----- Data shown
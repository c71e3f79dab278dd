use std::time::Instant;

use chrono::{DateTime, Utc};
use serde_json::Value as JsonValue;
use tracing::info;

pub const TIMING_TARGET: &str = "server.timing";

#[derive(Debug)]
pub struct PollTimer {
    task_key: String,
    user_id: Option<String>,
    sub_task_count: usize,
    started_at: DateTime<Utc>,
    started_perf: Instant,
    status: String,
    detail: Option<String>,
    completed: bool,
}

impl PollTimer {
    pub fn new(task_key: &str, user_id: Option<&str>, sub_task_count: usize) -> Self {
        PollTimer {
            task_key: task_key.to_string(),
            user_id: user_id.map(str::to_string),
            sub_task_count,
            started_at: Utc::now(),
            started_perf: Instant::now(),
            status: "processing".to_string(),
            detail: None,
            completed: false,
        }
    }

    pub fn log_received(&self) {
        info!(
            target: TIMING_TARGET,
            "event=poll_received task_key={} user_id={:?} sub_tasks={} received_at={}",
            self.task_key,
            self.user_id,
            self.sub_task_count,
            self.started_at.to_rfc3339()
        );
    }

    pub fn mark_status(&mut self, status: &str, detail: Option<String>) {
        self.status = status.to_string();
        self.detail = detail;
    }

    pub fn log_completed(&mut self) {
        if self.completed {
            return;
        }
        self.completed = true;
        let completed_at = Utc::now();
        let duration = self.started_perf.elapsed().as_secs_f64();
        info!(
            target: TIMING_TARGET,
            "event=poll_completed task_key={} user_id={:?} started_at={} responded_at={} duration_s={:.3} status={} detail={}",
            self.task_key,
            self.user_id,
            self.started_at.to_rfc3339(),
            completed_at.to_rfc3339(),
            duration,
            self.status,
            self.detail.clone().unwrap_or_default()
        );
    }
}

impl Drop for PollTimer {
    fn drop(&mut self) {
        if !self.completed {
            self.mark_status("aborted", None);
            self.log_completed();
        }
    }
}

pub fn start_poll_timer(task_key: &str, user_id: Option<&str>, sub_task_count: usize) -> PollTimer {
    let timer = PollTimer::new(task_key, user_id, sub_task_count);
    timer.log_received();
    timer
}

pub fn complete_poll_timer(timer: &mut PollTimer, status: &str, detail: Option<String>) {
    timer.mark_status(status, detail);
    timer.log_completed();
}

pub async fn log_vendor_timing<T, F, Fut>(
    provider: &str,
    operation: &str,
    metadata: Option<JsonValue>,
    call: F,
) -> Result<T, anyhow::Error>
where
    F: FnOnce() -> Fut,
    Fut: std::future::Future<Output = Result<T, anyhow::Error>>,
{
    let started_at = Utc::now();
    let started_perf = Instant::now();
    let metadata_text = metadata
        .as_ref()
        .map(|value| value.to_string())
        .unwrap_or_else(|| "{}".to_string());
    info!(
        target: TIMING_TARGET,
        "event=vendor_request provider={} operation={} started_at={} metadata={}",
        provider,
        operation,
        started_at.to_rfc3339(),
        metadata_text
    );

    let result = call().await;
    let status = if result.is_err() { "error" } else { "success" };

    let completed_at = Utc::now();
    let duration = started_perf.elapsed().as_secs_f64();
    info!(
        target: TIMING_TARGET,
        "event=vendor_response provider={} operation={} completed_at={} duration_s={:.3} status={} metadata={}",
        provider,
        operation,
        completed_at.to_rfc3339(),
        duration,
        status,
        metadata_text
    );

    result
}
----------
----- Data shown
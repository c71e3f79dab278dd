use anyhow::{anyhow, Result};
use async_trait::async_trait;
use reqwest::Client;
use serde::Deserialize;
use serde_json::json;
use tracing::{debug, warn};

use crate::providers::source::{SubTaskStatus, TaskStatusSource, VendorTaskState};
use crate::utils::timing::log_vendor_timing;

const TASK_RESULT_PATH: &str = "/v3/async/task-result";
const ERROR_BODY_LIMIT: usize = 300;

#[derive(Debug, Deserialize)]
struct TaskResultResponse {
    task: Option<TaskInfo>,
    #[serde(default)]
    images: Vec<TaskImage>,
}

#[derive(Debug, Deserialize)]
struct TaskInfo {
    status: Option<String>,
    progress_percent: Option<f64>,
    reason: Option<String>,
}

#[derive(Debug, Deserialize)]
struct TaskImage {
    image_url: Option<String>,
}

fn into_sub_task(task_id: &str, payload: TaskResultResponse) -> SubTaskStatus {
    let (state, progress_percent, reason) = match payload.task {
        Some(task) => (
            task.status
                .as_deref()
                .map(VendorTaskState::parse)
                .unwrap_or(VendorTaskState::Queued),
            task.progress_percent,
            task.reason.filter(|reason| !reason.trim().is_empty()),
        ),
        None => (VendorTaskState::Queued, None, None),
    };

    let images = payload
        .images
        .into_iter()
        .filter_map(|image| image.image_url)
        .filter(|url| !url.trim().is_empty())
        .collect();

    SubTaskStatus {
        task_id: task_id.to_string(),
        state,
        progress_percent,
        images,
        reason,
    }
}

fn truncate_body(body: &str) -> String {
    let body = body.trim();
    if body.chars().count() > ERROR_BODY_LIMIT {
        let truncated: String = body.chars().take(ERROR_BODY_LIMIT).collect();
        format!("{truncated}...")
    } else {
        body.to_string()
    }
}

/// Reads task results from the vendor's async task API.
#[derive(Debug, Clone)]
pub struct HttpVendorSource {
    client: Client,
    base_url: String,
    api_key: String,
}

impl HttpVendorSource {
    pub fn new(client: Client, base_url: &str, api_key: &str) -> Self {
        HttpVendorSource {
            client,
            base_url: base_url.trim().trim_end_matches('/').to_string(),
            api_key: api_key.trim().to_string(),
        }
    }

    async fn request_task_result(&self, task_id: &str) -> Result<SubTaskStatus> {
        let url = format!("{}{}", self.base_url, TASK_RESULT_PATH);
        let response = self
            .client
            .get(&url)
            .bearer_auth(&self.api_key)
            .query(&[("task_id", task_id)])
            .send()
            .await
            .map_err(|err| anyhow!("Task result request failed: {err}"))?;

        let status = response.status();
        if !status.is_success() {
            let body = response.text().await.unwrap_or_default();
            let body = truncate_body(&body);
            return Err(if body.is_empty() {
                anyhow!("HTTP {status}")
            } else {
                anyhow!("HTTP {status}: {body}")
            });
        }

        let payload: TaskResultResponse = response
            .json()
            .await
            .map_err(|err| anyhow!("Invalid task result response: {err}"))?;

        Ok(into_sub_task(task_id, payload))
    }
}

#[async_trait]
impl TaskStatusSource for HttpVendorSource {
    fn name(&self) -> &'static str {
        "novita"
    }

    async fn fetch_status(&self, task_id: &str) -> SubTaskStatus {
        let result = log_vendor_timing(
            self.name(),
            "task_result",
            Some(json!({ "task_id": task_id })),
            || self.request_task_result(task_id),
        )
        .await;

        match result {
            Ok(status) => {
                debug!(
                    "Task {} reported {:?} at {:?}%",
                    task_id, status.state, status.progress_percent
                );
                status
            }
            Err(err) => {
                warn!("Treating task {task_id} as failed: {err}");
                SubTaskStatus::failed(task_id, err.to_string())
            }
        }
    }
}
----------
### What needs to be done
Above are the records; copy every line in them that holds the word "DateTime".

### Final answer
use chrono::{DateTime, Utc};
    started_at: DateTime<Utc>,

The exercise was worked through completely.